(Collection entries)
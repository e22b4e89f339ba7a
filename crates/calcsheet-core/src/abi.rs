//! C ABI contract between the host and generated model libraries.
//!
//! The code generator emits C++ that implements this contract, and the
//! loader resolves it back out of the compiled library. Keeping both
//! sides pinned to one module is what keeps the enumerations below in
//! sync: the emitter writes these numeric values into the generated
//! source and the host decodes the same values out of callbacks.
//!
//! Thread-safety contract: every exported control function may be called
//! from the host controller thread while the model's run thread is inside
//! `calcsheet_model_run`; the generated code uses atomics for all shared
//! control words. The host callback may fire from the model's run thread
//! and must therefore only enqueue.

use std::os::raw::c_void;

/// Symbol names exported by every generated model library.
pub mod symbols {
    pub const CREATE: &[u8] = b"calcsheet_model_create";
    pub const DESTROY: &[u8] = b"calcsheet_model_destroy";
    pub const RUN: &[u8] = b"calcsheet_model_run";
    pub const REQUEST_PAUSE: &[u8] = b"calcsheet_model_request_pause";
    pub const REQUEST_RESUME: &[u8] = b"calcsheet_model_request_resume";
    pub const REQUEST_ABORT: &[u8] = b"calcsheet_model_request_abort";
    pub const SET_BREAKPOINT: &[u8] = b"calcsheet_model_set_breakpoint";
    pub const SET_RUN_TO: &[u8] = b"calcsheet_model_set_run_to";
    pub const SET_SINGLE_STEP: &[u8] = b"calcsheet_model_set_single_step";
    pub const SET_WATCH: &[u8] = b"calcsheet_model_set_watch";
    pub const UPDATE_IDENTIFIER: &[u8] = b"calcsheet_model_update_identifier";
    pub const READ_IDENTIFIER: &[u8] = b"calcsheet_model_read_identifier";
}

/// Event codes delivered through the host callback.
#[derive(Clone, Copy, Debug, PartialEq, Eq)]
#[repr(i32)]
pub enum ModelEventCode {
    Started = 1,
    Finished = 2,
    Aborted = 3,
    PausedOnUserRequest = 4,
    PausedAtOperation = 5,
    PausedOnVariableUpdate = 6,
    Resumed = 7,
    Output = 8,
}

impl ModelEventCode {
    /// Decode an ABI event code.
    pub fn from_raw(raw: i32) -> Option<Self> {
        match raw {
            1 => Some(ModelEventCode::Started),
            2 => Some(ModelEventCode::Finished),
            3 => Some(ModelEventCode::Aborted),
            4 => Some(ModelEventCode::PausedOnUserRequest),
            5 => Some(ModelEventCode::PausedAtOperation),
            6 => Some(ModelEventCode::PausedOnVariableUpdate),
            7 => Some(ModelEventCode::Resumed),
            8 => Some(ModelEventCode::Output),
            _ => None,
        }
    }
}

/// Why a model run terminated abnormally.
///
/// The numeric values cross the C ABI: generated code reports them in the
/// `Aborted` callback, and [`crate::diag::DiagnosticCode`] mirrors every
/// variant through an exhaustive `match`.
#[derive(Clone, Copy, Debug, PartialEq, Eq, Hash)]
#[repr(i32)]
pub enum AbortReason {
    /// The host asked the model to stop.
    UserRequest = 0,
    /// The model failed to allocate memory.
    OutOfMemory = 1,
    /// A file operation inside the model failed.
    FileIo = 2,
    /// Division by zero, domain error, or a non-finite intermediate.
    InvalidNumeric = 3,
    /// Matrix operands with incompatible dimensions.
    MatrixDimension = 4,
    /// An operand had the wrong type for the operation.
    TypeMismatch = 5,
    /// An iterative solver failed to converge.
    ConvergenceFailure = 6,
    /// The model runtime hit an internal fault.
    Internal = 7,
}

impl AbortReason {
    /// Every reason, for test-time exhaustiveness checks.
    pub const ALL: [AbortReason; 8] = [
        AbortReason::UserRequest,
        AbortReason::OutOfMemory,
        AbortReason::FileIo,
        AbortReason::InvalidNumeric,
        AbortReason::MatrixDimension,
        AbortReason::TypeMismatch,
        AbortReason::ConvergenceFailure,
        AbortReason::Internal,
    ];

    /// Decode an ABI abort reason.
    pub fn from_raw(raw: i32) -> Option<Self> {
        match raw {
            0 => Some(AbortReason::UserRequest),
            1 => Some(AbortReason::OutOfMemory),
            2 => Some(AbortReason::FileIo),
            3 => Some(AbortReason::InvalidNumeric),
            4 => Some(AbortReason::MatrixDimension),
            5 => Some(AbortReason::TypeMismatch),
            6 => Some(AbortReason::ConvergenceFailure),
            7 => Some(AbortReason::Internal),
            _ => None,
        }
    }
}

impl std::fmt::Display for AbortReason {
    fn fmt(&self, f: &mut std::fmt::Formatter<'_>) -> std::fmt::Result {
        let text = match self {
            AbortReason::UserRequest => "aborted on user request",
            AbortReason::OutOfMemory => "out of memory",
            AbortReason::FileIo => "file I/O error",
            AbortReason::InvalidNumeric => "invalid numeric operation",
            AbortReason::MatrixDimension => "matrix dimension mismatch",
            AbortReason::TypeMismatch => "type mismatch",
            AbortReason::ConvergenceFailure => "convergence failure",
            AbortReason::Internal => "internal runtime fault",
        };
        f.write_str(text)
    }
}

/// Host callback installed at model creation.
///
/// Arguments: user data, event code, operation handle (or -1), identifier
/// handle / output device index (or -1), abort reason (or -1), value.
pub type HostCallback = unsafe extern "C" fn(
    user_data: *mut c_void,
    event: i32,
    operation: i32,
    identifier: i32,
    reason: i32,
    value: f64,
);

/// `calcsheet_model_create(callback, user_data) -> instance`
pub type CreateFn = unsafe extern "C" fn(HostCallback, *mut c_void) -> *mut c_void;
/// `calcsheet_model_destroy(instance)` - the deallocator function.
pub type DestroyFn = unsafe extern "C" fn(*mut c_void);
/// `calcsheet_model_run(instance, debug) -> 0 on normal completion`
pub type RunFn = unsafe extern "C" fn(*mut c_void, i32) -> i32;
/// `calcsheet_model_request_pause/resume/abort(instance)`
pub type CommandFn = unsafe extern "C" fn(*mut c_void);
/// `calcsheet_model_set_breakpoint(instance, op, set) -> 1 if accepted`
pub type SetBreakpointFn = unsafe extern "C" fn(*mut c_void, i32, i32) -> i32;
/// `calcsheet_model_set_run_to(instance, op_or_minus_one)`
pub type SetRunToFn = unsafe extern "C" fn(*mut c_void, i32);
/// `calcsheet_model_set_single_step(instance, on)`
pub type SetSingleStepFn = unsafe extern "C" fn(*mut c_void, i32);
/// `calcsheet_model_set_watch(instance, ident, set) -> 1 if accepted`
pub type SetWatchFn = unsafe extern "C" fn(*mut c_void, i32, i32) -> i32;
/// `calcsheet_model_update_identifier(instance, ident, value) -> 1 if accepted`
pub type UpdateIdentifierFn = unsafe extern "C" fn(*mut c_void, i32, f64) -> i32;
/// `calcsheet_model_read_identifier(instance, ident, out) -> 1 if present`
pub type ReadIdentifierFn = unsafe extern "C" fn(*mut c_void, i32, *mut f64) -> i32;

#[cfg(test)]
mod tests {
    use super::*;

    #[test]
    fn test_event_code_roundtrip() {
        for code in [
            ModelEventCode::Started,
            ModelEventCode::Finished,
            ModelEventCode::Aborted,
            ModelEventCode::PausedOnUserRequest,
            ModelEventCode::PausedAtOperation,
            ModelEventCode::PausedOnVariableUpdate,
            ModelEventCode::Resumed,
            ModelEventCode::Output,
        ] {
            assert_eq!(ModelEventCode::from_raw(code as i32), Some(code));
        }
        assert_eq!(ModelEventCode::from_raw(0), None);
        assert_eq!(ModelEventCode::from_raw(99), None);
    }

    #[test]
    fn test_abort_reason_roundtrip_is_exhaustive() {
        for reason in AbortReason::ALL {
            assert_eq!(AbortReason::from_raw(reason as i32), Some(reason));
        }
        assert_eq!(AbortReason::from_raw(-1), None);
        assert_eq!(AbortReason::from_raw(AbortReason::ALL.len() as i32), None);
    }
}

* * *

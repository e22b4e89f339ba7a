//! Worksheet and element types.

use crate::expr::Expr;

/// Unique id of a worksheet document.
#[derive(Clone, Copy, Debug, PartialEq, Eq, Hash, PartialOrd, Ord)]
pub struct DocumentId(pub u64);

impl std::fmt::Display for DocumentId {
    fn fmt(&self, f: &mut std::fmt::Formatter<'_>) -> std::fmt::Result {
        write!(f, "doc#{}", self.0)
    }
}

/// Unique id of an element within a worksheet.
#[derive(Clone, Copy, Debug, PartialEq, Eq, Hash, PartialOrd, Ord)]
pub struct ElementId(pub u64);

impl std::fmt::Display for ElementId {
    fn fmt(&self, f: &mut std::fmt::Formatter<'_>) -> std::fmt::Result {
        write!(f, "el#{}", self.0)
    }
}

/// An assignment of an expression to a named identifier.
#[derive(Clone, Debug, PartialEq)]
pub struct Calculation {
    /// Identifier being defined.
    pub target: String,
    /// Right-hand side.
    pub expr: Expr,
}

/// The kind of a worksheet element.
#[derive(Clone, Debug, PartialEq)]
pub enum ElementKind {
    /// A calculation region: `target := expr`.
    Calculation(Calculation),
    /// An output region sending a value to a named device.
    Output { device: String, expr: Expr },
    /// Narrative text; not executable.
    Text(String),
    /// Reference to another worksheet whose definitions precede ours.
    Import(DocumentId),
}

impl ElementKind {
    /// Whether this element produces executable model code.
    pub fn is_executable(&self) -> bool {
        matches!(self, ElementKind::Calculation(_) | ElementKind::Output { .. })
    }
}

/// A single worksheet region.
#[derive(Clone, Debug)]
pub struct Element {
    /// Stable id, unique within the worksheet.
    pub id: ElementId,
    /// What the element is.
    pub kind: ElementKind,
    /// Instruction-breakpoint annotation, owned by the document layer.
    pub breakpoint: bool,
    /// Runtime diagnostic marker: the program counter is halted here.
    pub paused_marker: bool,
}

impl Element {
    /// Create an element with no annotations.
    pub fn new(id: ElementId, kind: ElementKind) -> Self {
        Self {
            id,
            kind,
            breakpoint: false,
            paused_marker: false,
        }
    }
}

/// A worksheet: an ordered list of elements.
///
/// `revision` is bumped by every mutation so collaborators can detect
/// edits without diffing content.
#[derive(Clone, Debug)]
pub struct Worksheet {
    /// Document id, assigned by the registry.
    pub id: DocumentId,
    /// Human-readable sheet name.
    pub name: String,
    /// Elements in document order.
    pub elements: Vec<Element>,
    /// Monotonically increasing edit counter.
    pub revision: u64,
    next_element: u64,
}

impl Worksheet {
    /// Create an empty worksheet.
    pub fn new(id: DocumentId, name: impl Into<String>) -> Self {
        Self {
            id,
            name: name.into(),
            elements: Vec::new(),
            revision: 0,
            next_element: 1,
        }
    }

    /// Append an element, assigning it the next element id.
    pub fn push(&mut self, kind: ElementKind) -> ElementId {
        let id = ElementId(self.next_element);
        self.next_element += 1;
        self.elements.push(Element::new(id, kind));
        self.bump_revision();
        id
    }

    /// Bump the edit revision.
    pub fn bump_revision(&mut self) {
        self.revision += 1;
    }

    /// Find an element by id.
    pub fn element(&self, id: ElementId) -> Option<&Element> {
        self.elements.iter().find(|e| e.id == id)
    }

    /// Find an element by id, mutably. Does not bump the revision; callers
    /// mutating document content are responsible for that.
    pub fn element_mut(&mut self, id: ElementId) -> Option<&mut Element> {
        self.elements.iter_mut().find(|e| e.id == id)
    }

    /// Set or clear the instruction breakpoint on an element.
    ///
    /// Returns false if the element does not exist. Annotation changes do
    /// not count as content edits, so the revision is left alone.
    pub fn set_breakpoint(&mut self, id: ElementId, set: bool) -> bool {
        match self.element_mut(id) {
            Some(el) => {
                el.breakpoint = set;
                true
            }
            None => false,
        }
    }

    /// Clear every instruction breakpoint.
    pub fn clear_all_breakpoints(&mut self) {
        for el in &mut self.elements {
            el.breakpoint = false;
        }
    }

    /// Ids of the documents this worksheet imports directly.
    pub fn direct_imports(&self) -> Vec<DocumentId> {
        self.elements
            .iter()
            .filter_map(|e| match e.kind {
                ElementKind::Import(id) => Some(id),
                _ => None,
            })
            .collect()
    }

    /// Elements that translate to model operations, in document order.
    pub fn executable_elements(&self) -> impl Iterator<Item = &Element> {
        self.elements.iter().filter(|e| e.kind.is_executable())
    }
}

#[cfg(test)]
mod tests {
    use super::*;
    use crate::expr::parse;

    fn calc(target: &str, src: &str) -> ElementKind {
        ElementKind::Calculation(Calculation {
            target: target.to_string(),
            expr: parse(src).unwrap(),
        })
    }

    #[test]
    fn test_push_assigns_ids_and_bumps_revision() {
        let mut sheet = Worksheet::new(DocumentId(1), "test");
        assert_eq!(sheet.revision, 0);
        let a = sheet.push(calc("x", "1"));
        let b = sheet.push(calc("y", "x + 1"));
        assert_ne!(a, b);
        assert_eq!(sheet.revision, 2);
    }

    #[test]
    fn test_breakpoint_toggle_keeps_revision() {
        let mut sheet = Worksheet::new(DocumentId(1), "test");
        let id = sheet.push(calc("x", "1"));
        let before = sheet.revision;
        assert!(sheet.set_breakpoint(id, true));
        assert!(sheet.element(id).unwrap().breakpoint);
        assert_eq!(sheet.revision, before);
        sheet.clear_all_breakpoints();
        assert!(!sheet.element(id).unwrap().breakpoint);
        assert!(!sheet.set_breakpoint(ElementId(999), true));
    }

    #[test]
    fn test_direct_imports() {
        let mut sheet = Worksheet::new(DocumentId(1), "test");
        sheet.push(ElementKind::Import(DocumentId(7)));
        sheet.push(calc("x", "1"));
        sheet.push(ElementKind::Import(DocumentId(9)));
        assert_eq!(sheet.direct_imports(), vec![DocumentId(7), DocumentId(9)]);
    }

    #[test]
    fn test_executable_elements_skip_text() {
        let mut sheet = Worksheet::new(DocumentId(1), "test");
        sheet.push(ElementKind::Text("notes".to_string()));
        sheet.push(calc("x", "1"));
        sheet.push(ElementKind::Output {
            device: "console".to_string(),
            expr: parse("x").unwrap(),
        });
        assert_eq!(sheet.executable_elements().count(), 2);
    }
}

---

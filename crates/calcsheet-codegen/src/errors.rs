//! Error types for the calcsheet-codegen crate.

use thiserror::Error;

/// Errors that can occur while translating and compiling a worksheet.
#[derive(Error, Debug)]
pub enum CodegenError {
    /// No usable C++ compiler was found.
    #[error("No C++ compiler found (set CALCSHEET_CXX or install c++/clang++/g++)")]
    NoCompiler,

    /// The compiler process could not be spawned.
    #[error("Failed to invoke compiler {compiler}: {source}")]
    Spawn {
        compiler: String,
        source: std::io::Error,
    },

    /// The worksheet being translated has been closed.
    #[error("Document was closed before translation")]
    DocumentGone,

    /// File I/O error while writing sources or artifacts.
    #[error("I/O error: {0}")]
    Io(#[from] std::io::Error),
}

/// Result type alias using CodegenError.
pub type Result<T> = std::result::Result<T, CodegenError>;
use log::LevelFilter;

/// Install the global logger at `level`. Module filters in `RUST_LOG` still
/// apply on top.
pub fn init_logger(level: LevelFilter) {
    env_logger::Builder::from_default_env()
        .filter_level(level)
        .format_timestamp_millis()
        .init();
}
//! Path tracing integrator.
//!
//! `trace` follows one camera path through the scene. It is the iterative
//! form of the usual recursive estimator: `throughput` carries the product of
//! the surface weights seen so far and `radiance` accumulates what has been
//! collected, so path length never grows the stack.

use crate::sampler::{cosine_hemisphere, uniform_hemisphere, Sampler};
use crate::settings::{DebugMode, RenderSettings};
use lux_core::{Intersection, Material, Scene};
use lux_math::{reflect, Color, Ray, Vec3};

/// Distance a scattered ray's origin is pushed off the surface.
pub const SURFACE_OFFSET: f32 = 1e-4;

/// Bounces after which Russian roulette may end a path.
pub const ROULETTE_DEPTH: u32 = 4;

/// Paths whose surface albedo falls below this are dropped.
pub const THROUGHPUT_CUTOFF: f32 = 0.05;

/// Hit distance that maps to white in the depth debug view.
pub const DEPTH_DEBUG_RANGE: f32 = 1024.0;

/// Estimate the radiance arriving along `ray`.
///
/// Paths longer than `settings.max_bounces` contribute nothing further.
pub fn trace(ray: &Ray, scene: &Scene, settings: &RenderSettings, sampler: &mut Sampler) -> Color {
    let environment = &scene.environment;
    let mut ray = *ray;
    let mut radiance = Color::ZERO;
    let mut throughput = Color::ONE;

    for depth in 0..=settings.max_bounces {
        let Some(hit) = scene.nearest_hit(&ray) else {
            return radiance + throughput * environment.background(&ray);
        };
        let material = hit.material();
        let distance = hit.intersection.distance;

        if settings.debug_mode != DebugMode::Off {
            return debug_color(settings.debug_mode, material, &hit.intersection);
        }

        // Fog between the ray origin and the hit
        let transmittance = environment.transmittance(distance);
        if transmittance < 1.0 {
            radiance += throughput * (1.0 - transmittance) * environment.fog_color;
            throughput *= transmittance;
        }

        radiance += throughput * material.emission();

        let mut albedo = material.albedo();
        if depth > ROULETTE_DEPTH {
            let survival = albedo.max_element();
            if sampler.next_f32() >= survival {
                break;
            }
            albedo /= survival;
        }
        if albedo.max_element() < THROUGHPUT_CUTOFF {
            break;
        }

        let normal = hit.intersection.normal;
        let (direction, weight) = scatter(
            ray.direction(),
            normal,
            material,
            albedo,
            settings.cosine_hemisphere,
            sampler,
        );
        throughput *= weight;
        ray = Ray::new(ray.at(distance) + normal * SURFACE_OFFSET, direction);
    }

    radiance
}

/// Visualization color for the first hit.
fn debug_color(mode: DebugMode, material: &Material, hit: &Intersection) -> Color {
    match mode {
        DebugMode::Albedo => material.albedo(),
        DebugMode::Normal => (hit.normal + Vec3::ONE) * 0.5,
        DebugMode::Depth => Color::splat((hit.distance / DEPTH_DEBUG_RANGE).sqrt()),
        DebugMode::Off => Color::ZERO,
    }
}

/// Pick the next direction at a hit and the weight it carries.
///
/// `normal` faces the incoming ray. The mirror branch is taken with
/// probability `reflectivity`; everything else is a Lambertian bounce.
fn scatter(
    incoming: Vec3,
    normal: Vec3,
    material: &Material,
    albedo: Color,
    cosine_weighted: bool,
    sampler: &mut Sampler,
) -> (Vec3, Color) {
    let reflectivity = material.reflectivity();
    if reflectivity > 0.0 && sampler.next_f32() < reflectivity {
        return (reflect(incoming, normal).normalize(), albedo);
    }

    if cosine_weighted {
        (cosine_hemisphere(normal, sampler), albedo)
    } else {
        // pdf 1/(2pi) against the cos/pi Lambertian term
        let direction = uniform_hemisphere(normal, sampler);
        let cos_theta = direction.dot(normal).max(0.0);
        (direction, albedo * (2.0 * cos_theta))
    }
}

Problem to work on:
From the entries, copy out each line containing the word "contract".

Answer to this problem:
//! C ABI contract between the host and generated model libraries.
//! The code generator emits C++ that implements this contract, and the
//! Thread-safety contract: every exported control function may be called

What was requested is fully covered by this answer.